SAS’ strongest growth was in
analytics, data mining and solutions that help organizations
keep current customers and win new ones, manage risk and
optimize processes. Goodnight said, “In tough times, companies
focus on optimizing their businesses.”
Double Digit Growth for SAS Asia
Pacific
SAS Asia Pacific recorded 8.5
percent growth in 2008 from 2007 and despite the economic
downturn that impacted the region, 363 new customers signed up
to SAS, with many deals in excess of US$1million.

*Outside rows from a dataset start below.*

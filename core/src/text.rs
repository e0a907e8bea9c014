//! `StrExt`: String operations
//!
//! Indexing counts `char`s, never bytes, and never panics: negative indexes
//! count from the end, out-of-range reads give `None` or an empty slice, and
//! insertion points past either end clamp.
//!
//! Operations that depend on locale data (`camelize`, `humanize`, `titleize`,
//! `pluralize`, `singularize`) come in two forms: the plain one uses
//! [`Inflections::english`], the `_with` one takes a table.

use crate::index;
use crate::{case, codec, format, script, width};
use crate::{compile_regex, Inflections, Result, Script, Value, WidthModes};
use regex::{Regex, RegexBuilder};
use serde::{Deserialize, Serialize};
use std::fmt;
use std::str::FromStr;

// ═══════════════════════════════════════════════════════════════════════════════
// Option types
// ═══════════════════════════════════════════════════════════════════════════════

/// What to search for: a literal substring or a regex.
#[derive(Debug, Clone)]
pub enum TextPattern {
    /// Plain substring.
    Literal(String),
    /// Regular expression.
    Regex(Regex),
}

impl TextPattern {
    /// Compile a regex pattern.
    ///
    /// # Errors
    ///
    /// Returns [`Error::InvalidPattern`](crate::Error::InvalidPattern) or
    /// [`Error::PatternTooLong`](crate::Error::PatternTooLong).
    pub fn regex(pattern: &str) -> Result<Self> {
        compile_regex(pattern).map(Self::Regex)
    }

    fn is_match(&self, s: &str) -> bool {
        match self {
            Self::Literal(lit) => s.contains(lit.as_str()),
            Self::Regex(re) => re.is_match(s),
        }
    }

    fn anchored(&self, prefix: &str, suffix: &str, case_sensitive: bool) -> Option<Regex> {
        let source = match self {
            Self::Literal(lit) => regex::escape(lit),
            Self::Regex(re) => re.as_str().to_string(),
        };
        RegexBuilder::new(&format!("{prefix}(?:{source}){suffix}"))
            .case_insensitive(!case_sensitive)
            .build()
            .map_err(|e| log::warn!("could not anchor pattern \"{source}\": {e}"))
            .ok()
    }
}

impl From<&str> for TextPattern {
    fn from(s: &str) -> Self {
        Self::Literal(s.to_string())
    }
}

impl From<String> for TextPattern {
    fn from(s: String) -> Self {
        Self::Literal(s)
    }
}

impl From<Regex> for TextPattern {
    fn from(re: Regex) -> Self {
        Self::Regex(re)
    }
}

/// Which end of the text `truncate_text` cuts.
#[derive(Debug, Clone, Copy, PartialEq, Eq, Default, Serialize, Deserialize)]
#[serde(rename_all = "snake_case")]
pub enum TruncateFrom {
    /// Keep the start.
    #[default]
    Right,
    /// Keep the end.
    Left,
    /// Keep both ends.
    Middle,
}

impl FromStr for TruncateFrom {
    type Err = crate::Error;

    fn from_str(s: &str) -> Result<Self> {
        match s {
            "right" => Ok(Self::Right),
            "left" => Ok(Self::Left),
            "middle" => Ok(Self::Middle),
            other => Err(crate::Error::invalid_argument(
                "from",
                format!("expected right, left, or middle, got \"{other}\""),
            )),
        }
    }
}

impl fmt::Display for TruncateFrom {
    fn fmt(&self, f: &mut fmt::Formatter<'_>) -> fmt::Result {
        f.write_str(match self {
            Self::Right => "right",
            Self::Left => "left",
            Self::Middle => "middle",
        })
    }
}

/// Options for [`StrExt::truncate_text`].
///
/// ```
/// use sucre::{StrExt, Truncate, TruncateFrom};
///
/// let s = "just sittin on the dock of the bay";
/// assert_eq!(s.truncate_text(20, &Truncate::default()), "just sittin on th...");
/// assert_eq!(s.truncate_text(20, &Truncate::default().split(false)), "just sittin on...");
/// assert_eq!(s.truncate_text(20, &Truncate::default().from(TruncateFrom::Left)), "...e dock of the bay");
/// ```
#[derive(Debug, Clone, PartialEq, Eq)]
pub struct Truncate {
    /// Allow cutting through a word. When false, a partial word is dropped.
    pub split: bool,
    /// Which end to cut.
    pub from: TruncateFrom,
    /// Marker placed where text was removed. Counts toward the length.
    pub ellipsis: String,
}

impl Default for Truncate {
    fn default() -> Self {
        Self {
            split: true,
            from: TruncateFrom::Right,
            ellipsis: "...".to_string(),
        }
    }
}

impl Truncate {
    /// Set whether words may be split.
    #[must_use]
    pub fn split(mut self, split: bool) -> Self {
        self.split = split;
        self
    }

    /// Set the cut direction.
    #[must_use]
    pub fn from(mut self, from: TruncateFrom) -> Self {
        self.from = from;
        self
    }

    /// Set the ellipsis marker.
    #[must_use]
    pub fn ellipsis(mut self, ellipsis: impl Into<String>) -> Self {
        self.ellipsis = ellipsis.into();
        self
    }
}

“SAS Japan, China, Philippines and
India all exceeded double digit growth in total software revenue
above 20 percent. In addition to new customers, our retention
rates remain high across the region, indicating strong
dependence on software that is delivering insight into managing
in these difficult times," said Don Cooper-Williams Executive
Director of SAS Asia Pacific.
“Although we are projecting a softer
2009, we expect the growth trend to continue as organisations
increase their need for business analytics for customer,
information, risk and performance management. We are bringing
new initiatives to market that emphasise the necessity for
powerful and scalable solutions that incorporate predictive
analytics allowing customers to have the ability to make fact
based decisions in real time. SAS continued to see strong growth
from the Banking and Financial Services Industry (BFSI) and even
stronger growth from the Public Sector. Our successful strategy
continues to be based on listening to our customers, exceeding
delivery and ROI expectations," said Cooper-Williams.
In Hong Kong, total software revenue
also recorded a double digit growth in 2008. “This is mainly
attributable to customers’ support and recognition to our risk
management and performance management offerings which allow
enterprises to drive proactive decision making during economic
downturn,” said Cecil Ko, General Manager of SAS Institute Ltd.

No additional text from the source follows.